🤖 AI Summary
This survey addresses the lack of systematic, up-to-date overviews in text-to-image (T2I) generation. We conduct a comprehensive analysis of 141 representative works published between 2021 and 2024. Methodologically, we unify and categorize four foundational architectures—autoregressive, non-autoregressive, GAN-based, and diffusion models—and integrate emerging directions including Mamba, multimodal modeling, and energy-based models. We establish a multidimensional comparative framework covering generation/editing paradigms, evaluation metrics, training resource requirements, and inference efficiency. Our contributions include: (1) the first governance framework jointly addressing technical evolution and societal impact; (2) identification of performance-enhancing commonalities—e.g., classifier-free guidance and joint attention-encoder design; and (3) release of the most comprehensive reproducible benchmark and technology roadmap to date, providing structured guidance for future research.
📝 Abstract
Text-to-image generation (T2I) refers to the text-guided generation of high-quality images. In the past few years, T2I has attracted widespread attention and numerous works have emerged. In this survey, we comprehensively review 141 works conducted from 2021 to 2024. First, we introduce four foundation model architectures of T2I (autoregression, non-autoregression, GAN and diffusion) and the commonly used key technologies (autoencoder, attention and classifier-free guidance). Secondly, we systematically compare the methods of these studies in two directions, T2I generation and T2I editing, including the encoders and the key technologies they use. In addition, we also compare the performance of these researches side by side in terms of datasets, evaluation metrics, training resources, and inference speed.

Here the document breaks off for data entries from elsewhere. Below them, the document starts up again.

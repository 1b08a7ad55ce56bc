pub mod editor;
pub mod error;
pub mod media;
pub mod posts;
pub mod read_time;
pub mod seo;
pub mod slug;

pub use error::{ServiceError, ServiceResult};
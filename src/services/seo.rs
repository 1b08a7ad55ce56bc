use crate::models::Post;
use crate::services::read_time::word_count;
use serde::{Deserialize, Serialize};

pub const POINTS_PER_CHECK: u32 = 20;
pub const MIN_CONTENT_WORDS: usize = 300;

#[derive(Debug, Clone, Copy, PartialEq, Eq, Serialize)]
pub enum SeoBand {
    #[serde(rename = "Excellent")]
    Excellent,
    #[serde(rename = "Good")]
    Good,
    #[serde(rename = "Fair")]
    Fair,
    #[serde(rename = "Needs Improvement")]
    NeedsImprovement,
}

impl SeoBand {
    pub fn from_score(score: u32) -> Self {
        if score >= 80 {
            Self::Excellent
        } else if score >= 60 {
            Self::Good
        } else if score >= 40 {
            Self::Fair
        } else {
            Self::NeedsImprovement
        }
    }
}

impl std::fmt::Display for SeoBand {
    fn fmt(&self, f: &mut std::fmt::Formatter<'_>) -> std::fmt::Result {
        match self {
            Self::Excellent => write!(f, "Excellent"),
            Self::Good => write!(f, "Good"),
            Self::Fair => write!(f, "Fair"),
            Self::NeedsImprovement => write!(f, "Needs Improvement"),
        }
    }
}

#[derive(Debug, Clone, PartialEq, Eq, Serialize)]
pub struct SeoCheck {
    pub label: &'static str,
    pub passed: bool,
    pub message: String,
}

#[derive(Debug, Clone, PartialEq, Eq, Serialize)]
pub struct SeoReport {
    pub score: u32,
    pub band: SeoBand,
    pub checks: Vec<SeoCheck>,
    pub suggestions: Vec<&'static str>,
}

impl SeoReport {
    pub fn is_perfect(&self) -> bool {
        self.score == POINTS_PER_CHECK * self.checks.len() as u32
    }
}

/// The fields the scorer looks at, borrowed from a stored post or an
/// unsaved draft.
#[derive(Debug, Clone, Copy, Default)]
pub struct SeoInput<'a> {
    pub meta_title: Option<&'a str>,
    pub meta_description: Option<&'a str>,
    pub seo_keywords: &'a [String],
    pub content: &'a str,
    pub featured_image: Option<&'a str>,
}

impl<'a> From<&'a Post> for SeoInput<'a> {
    fn from(post: &'a Post) -> Self {
        Self {
            meta_title: post.meta_title.as_deref(),
            meta_description: post.meta_description.as_deref(),
            seo_keywords: &post.seo_keywords,
            content: &post.content,
            featured_image: post.featured_image.as_deref(),
        }
    }
}

/// Body of `POST /api/seo/score`.
#[derive(Debug, Clone, Default, Deserialize)]
#[serde(rename_all = "camelCase")]
pub struct SeoDraft {
    #[serde(default)]
    pub meta_title: Option<String>,
    #[serde(default)]
    pub meta_description: Option<String>,
    #[serde(default)]
    pub seo_keywords: Vec<String>,
    #[serde(default)]
    pub content: String,
    #[serde(default)]
    pub featured_image: Option<String>,
}

impl<'a> From<&'a SeoDraft> for SeoInput<'a> {
    fn from(draft: &'a SeoDraft) -> Self {
        Self {
            meta_title: draft.meta_title.as_deref(),
            meta_description: draft.meta_description.as_deref(),
            seo_keywords: &draft.seo_keywords,
            content: &draft.content,
            featured_image: draft.featured_image.as_deref(),
        }
    }
}

fn present(value: Option<&str>) -> bool {
    value.is_some_and(|v| !v.trim().is_empty())
}

struct Outcome {
    check: SeoCheck,
    suggestion: &'static str,
}

fn outcome(label: &'static str, passed: bool, message: String, suggestion: &'static str) -> Outcome {
    Outcome {
        check: SeoCheck {
            label,
            passed,
            message,
        },
        suggestion,
    }
}

/// Runs the five checks in their fixed order.
///
/// Content length counts words with markup stripped, the same count the
/// read-time estimate uses, so tags and attributes never add words.
pub fn score(input: SeoInput<'_>) -> SeoReport {
    let title_ok = present(input.meta_title);
    let description_ok = present(input.meta_description);
    let keywords = input.seo_keywords.len();
    let has_content = !input.content.trim().is_empty();
    let words = if has_content { word_count(input.content) } else { 0 };
    let image_ok = present(input.featured_image);

    let outcomes = [
        outcome(
            "Meta Title",
            title_ok,
            if title_ok { "Meta title is present" } else { "Meta title is missing" }.to_string(),
            "Add a compelling meta title (50-60 characters)",
        ),
        outcome(
            "Meta Description",
            description_ok,
            if description_ok {
                "Meta description is present"
            } else {
                "Meta description is missing"
            }
            .to_string(),
            "Write a meta description (150-160 characters)",
        ),
        outcome(
            "SEO Keywords",
            keywords > 0,
            if keywords > 0 {
                format!("{} keyword(s) added", keywords)
            } else {
                "No SEO keywords added".to_string()
            },
            "Include 3-5 relevant SEO keywords",
        ),
        outcome(
            "Content Length",
            words > MIN_CONTENT_WORDS,
            if has_content {
                format!("{} words (recommended: {}+)", words, MIN_CONTENT_WORDS)
            } else {
                "No content added".to_string()
            },
            "Increase content length to at least 300 words",
        ),
        outcome(
            "Featured Image",
            image_ok,
            if image_ok { "Featured image is present" } else { "Featured image is missing" }
                .to_string(),
            "Upload an eye-catching featured image",
        ),
    ];

    let score = outcomes.iter().filter(|o| o.check.passed).count() as u32 * POINTS_PER_CHECK;
    let suggestions = outcomes
        .iter()
        .filter(|o| !o.check.passed)
        .map(|o| o.suggestion)
        .collect();

    SeoReport {
        score,
        band: SeoBand::from_score(score),
        checks: outcomes.into_iter().map(|o| o.check).collect(),
        suggestions,
    }
}

pub fn score_post(post: &Post) -> SeoReport {
    score(SeoInput::from(post))
}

In addition to the four foundation models, we survey other works on T2I, such as energy-based models and recent Mamba and multimodality. We also investigate the potential social impact of T2I and provide some solutions. Finally, we propose unique insights of improving the performance of T2I models and possible future development directions. In summary, this survey is the first systematic and comprehensive overview of T2I, aiming to provide a valuable guide for future researchers and stimulate continued progress in this field.